AVAILABLE DATA -
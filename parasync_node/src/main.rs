//! Parasync demo node: trains a small least-squares model with SGD over
//! synthetic data on every node of the cluster.

use std::fs;
use std::path::PathBuf;
use std::process::ExitCode;
use std::sync::atomic::{AtomicBool, Ordering};
use std::sync::Arc;

use clap::Parser;
use parasync::{
    logger_init, pf_error, pf_info, ClusterConfig, Engine, Key, MlTask,
    ModelType, NodeId, ParasyncError, StorageType, WorkerAlloc,
};
use rand::rngs::StdRng;
use rand::{Rng, SeedableRng};

/// Weights the synthetic samples are generated from.
const TRUE_WEIGHTS: [f64; 4] = [1.0, -2.0, 0.5, 3.0];

/// SGD step size.
const LEARNING_RATE: f64 = 0.5;

/// One synthetic sample: features and label.
type Sample = (Vec<f64>, f64);

/// Command line arguments definition.
#[derive(Parser, Debug)]
#[command(author, version, about, long_about = None)]
struct CliArgs {
    /// Cluster TOML file; runs as a single node if absent.
    #[arg(long)]
    cluster: Option<PathBuf>,

    /// My node ID, overriding the one in the cluster file.
    #[arg(long)]
    me: Option<NodeId>,

    /// Engine configuration TOML string.
    #[arg(long, default_value_t = String::from(""))]
    config: String,

    /// Worker threads per node.
    #[arg(short, long, default_value_t = 2)]
    workers: u16,

    /// Passes over the data.
    #[arg(short, long, default_value_t = 10)]
    epochs: u32,

    /// Consistency model: asp, bsp or ssp.
    #[arg(short, long, default_value_t = String::from("bsp"))]
    model: String,

    /// Staleness bound for ssp.
    #[arg(short, long, default_value_t = 1)]
    staleness: u64,

    /// Synthetic samples owned per node.
    #[arg(long, default_value_t = 1000)]
    samples: usize,
}

impl CliArgs {
    /// Sanitize command line arguments, return `Ok(model_type)` on success
    /// or `Err(ParasyncError)` on any error.
    fn sanitize(&self) -> Result<ModelType, ParasyncError> {
        if self.workers == 0 {
            Err(ParasyncError::msg(format!(
                "invalid number of workers {}",
                self.workers
            )))
        } else if self.epochs == 0 {
            Err(ParasyncError::msg(format!(
                "invalid number of epochs {}",
                self.epochs
            )))
        } else if self.samples == 0 {
            Err(ParasyncError::msg(format!(
                "invalid number of samples {}",
                self.samples
            )))
        } else {
            match self.model.to_lowercase().as_str() {
                "asp" => Ok(ModelType::Asp),
                "bsp" => Ok(ModelType::Bsp),
                "ssp" => Ok(ModelType::Ssp {
                    staleness: self.staleness,
                }),
                _ => Err(ParasyncError::msg(format!(
                    "model name '{}' unrecognized",
                    self.model
                ))),
            }
        }
    }

    fn load_cluster(&self) -> Result<ClusterConfig, ParasyncError> {
        let mut cluster = match self.cluster {
            Some(ref path) => {
                ClusterConfig::from_toml(&fs::read_to_string(path)?)?
            }
            None => ClusterConfig::single(),
        };
        if let Some(me) = self.me {
            cluster.me = me;
            cluster.validate()?;
        }
        Ok(cluster)
    }
}

/// Generates `n` samples of node `node`, identical on every node.
fn synthetic_samples(node: NodeId, n: usize) -> Vec<Sample> {
    let mut rng = StdRng::seed_from_u64(node as u64);
    (0..n)
        .map(|_| {
            let x: Vec<f64> = TRUE_WEIGHTS
                .iter()
                .map(|_| rng.gen_range(-1.0..1.0))
                .collect();
            let y = dot(&x, &TRUE_WEIGHTS) + rng.gen_range(-0.01..0.01);
            (x, y)
        })
        .collect()
}

fn dot(a: &[f64], b: &[f64]) -> f64 {
    a.iter().zip(b).map(|(x, y)| x * y).sum()
}

/// Local data store: my samples followed by a copy of the next node's.
fn load_data_store(
    cluster: &ClusterConfig,
    samples: usize,
) -> (Vec<Sample>, usize) {
    let mut data = synthetic_samples(cluster.me, samples);
    let ids = cluster.node_ids();
    if ids.len() > 1 {
        let pos = ids.iter().position(|&id| id == cluster.me).unwrap_or(0);
        let helpee = ids[(pos + 1) % ids.len()];
        data.extend(synthetic_samples(helpee, samples));
    }
    (data, samples)
}

/// Actual main function of the demo node.
fn node_main() -> Result<(), ParasyncError> {
    // read in and parse command line arguments
    let args = CliArgs::parse();
    let model_type = args.sanitize()?;
    let cluster = args.load_cluster()?;
    let nodes = cluster.node_ids();

    // set up termination signals handler
    let stop = Arc::new(AtomicBool::new(false));
    let stop_flag = stop.clone();
    ctrlc::set_handler(move || stop_flag.store(true, Ordering::SeqCst))
        .map_err(|e| ParasyncError::msg(e.to_string()))?;

    let (data, divider) = load_data_store(&cluster, args.samples);
    let data = Arc::new(data);

    let mut engine = Engine::new(cluster, Some(&args.config))?;
    engine.start_everything()?;
    let table = engine.create_table::<f64>(model_type, StorageType::Map)?;

    let epochs = args.epochs;
    let workers = args.workers;
    let keys: Vec<Key> = (0..TRUE_WEIGHTS.len() as Key).collect();
    let mut task = MlTask::new();
    task.set_worker_alloc(
        nodes
            .iter()
            .map(|&node_id| WorkerAlloc {
                node_id,
                num_workers: workers,
            })
            .collect(),
    )
    .set_tables(vec![table])
    .set_data_range(data.len(), divider)
    .set_lambda(move |info| {
        let table = match info.create_kv_client_table::<f64>(table) {
            Ok(table) => table,
            Err(e) => {
                pf_error!("worker {}: {}", info.worker_id, e);
                return;
            }
        };
        let scale = (nodes.len() * workers as usize) as f64;

        let train = || -> Result<(), ParasyncError> {
            for epoch in 0..epochs {
                let weights = table.get(&keys)?;
                let mut grad = vec![0.0; keys.len()];
                let mut count = 0;
                // keep clocking once stopped so peers are not blocked
                if !stop.load(Ordering::SeqCst) {
                    while let Some(idx) = info.next_sample()? {
                        let (x, y) = &data[idx];
                        let err = dot(x, &weights) - y;
                        for (g, xi) in grad.iter_mut().zip(x) {
                            *g += err * xi;
                        }
                        count += 1;
                    }
                }
                if count > 0 {
                    let step: Vec<f64> = grad
                        .iter()
                        .map(|g| -LEARNING_RATE * g / count as f64 / scale)
                        .collect();
                    table.add(&keys, &step)?;
                }
                table.clock()?;
                if info.worker_id == 0 {
                    pf_info!("epoch {} weights {:?}", epoch, weights);
                }
            }
            if info.worker_id == 0 {
                pf_info!("learned weights {:?}", table.get(&keys)?);
            }
            Ok(())
        };
        if let Err(e) = train() {
            pf_error!("worker {} failed: {}", info.worker_id, e);
        }
    });

    engine.run(&task)?;
    engine.stop_everything()
}

/// Main function of the demo node.
fn main() -> ExitCode {
    logger_init();

    if let Err(ref e) = node_main() {
        pf_error!("node_main exited: {}", e);
        ExitCode::FAILURE
    } else {
        ExitCode::SUCCESS
    }
}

WHAT TO DO - Nothing is to be left out, and every entry is to be transcribed exactly.

TASK ANSWER -
filename parasync_node/src/main.rs
//! Parasync demo node: trains a small least-squares model with SGD over
//! synthetic data on every node of the cluster.

use std::fs;
use std::path::PathBuf;
use std::process::ExitCode;
use std::sync::atomic::{AtomicBool, Ordering};
use std::sync::Arc;

use clap::Parser;
use parasync::{
    logger_init, pf_error, pf_info, ClusterConfig, Engine, Key, MlTask,
    ModelType, NodeId, ParasyncError, StorageType, WorkerAlloc,
};
use rand::rngs::StdRng;
use rand::{Rng, SeedableRng};

/// Weights the synthetic samples are generated from.
const TRUE_WEIGHTS: [f64; 4] = [1.0, -2.0, 0.5, 3.0];

/// SGD step size.
const LEARNING_RATE: f64 = 0.5;

/// One synthetic sample: features and label.
type Sample = (Vec<f64>, f64);

/// Command line arguments definition.
#[derive(Parser, Debug)]
#[command(author, version, about, long_about = None)]
struct CliArgs {
    /// Cluster TOML file; runs as a single node if absent.
    #[arg(long)]
    cluster: Option<PathBuf>,

    /// My node ID, overriding the one in the cluster file.
    #[arg(long)]
    me: Option<NodeId>,

    /// Engine configuration TOML string.
    #[arg(long, default_value_t = String::from(""))]
    config: String,

    /// Worker threads per node.
    #[arg(short, long, default_value_t = 2)]
    workers: u16,

    /// Passes over the data.
    #[arg(short, long, default_value_t = 10)]
    epochs: u32,

    /// Consistency model: asp, bsp or ssp.
    #[arg(short, long, default_value_t = String::from("bsp"))]
    model: String,

    /// Staleness bound for ssp.
    #[arg(short, long, default_value_t = 1)]
    staleness: u64,

    /// Synthetic samples owned per node.
    #[arg(long, default_value_t = 1000)]
    samples: usize,
}

impl CliArgs {
    /// Sanitize command line arguments, return `Ok(model_type)` on success
    /// or `Err(ParasyncError)` on any error.
    fn sanitize(&self) -> Result<ModelType, ParasyncError> {
        if self.workers == 0 {
            Err(ParasyncError::msg(format!(
                "invalid number of workers {}",
                self.workers
            )))
        } else if self.epochs == 0 {
            Err(ParasyncError::msg(format!(
                "invalid number of epochs {}",
                self.epochs
            )))
        } else if self.samples == 0 {
            Err(ParasyncError::msg(format!(
                "invalid number of samples {}",
                self.samples
            )))
        } else {
            match self.model.to_lowercase().as_str() {
                "asp" => Ok(ModelType::Asp),
                "bsp" => Ok(ModelType::Bsp),
                "ssp" => Ok(ModelType::Ssp {
                    staleness: self.staleness,
                }),
                _ => Err(ParasyncError::msg(format!(
                    "model name '{}' unrecognized",
                    self.model
                ))),
            }
        }
    }

    fn load_cluster(&self) -> Result<ClusterConfig, ParasyncError> {
        let mut cluster = match self.cluster {
            Some(ref path) => {
                ClusterConfig::from_toml(&fs::read_to_string(path)?)?
            }
            None => ClusterConfig::single(),
        };
        if let Some(me) = self.me {
            cluster.me = me;
            cluster.validate()?;
        }
        Ok(cluster)
    }
}

/// Generates `n` samples of node `node`, identical on every node.
fn synthetic_samples(node: NodeId, n: usize) -> Vec<Sample> {
    let mut rng = StdRng::seed_from_u64(node as u64);
    (0..n)
        .map(|_| {
            let x: Vec<f64> = TRUE_WEIGHTS
                .iter()
                .map(|_| rng.gen_range(-1.0..1.0))
                .collect();
            let y = dot(&x, &TRUE_WEIGHTS) + rng.gen_range(-0.01..0.01);
            (x, y)
        })
        .collect()
}

fn dot(a: &[f64], b: &[f64]) -> f64 {
    a.iter().zip(b).map(|(x, y)| x * y).sum()
}

/// Local data store: my samples followed by a copy of the next node's.
fn load_data_store(
    cluster: &ClusterConfig,
    samples: usize,
) -> (Vec<Sample>, usize) {
    let mut data = synthetic_samples(cluster.me, samples);
    let ids = cluster.node_ids();
    if ids.len() > 1 {
        let pos = ids.iter().position(|&id| id == cluster.me).unwrap_or(0);
        let helpee = ids[(pos + 1) % ids.len()];
        data.extend(synthetic_samples(helpee, samples));
    }
    (data, samples)
}

/// Actual main function of the demo node.
fn node_main() -> Result<(), ParasyncError> {
    // read in and parse command line arguments
    let args = CliArgs::parse();
    let model_type = args.sanitize()?;
    let cluster = args.load_cluster()?;
    let nodes = cluster.node_ids();

    // set up termination signals handler
    let stop = Arc::new(AtomicBool::new(false));
    let stop_flag = stop.clone();
    ctrlc::set_handler(move || stop_flag.store(true, Ordering::SeqCst))
        .map_err(|e| ParasyncError::msg(e.to_string()))?;

    let (data, divider) = load_data_store(&cluster, args.samples);
    let data = Arc::new(data);

    let mut engine = Engine::new(cluster, Some(&args.config))?;
    engine.start_everything()?;
    let table = engine.create_table::<f64>(model_type, StorageType::Map)?;

    let epochs = args.epochs;
    let workers = args.workers;
    let keys: Vec<Key> = (0..TRUE_WEIGHTS.len() as Key).collect();
    let mut task = MlTask::new();
    task.set_worker_alloc(
        nodes
            .iter()
            .map(|&node_id| WorkerAlloc {
                node_id,
                num_workers: workers,
            })
            .collect(),
    )
    .set_tables(vec![table])
    .set_data_range(data.len(), divider)
    .set_lambda(move |info| {
        let table = match info.create_kv_client_table::<f64>(table) {
            Ok(table) => table,
            Err(e) => {
                pf_error!("worker {}: {}", info.worker_id, e);
                return;
            }
        };
        let scale = (nodes.len() * workers as usize) as f64;

        let train = || -> Result<(), ParasyncError> {
            for epoch in 0..epochs {
                let weights = table.get(&keys)?;
                let mut grad = vec![0.0; keys.len()];
                let mut count = 0;
                // keep clocking once stopped so peers are not blocked
                if !stop.load(Ordering::SeqCst) {
                    while let Some(idx) = info.next_sample()? {
                        let (x, y) = &data[idx];
                        let err = dot(x, &weights) - y;
                        for (g, xi) in grad.iter_mut().zip(x) {
                            *g += err * xi;
                        }
                        count += 1;
                    }
                }
                if count > 0 {
                    let step: Vec<f64> = grad
                        .iter()
                        .map(|g| -LEARNING_RATE * g / count as f64 / scale)
                        .collect();
                    table.add(&keys, &step)?;
                }
                table.clock()?;
                if info.worker_id == 0 {
                    pf_info!("epoch {} weights {:?}", epoch, weights);
                }
            }
            if info.worker_id == 0 {
                pf_info!("learned weights {:?}", table.get(&keys)?);
            }
            Ok(())
        };
        if let Err(e) = train() {
            pf_error!("worker {} failed: {}", info.worker_id, e);
        }
    });

    engine.run(&task)?;
    engine.stop_everything()
}

/// Main function of the demo node.
fn main() -> ExitCode {
    logger_init();

    if let Err(ref e) = node_main() {
        pf_error!("node_main exited: {}", e);
        ExitCode::FAILURE
    } else {
        ExitCode::SUCCESS
    }
}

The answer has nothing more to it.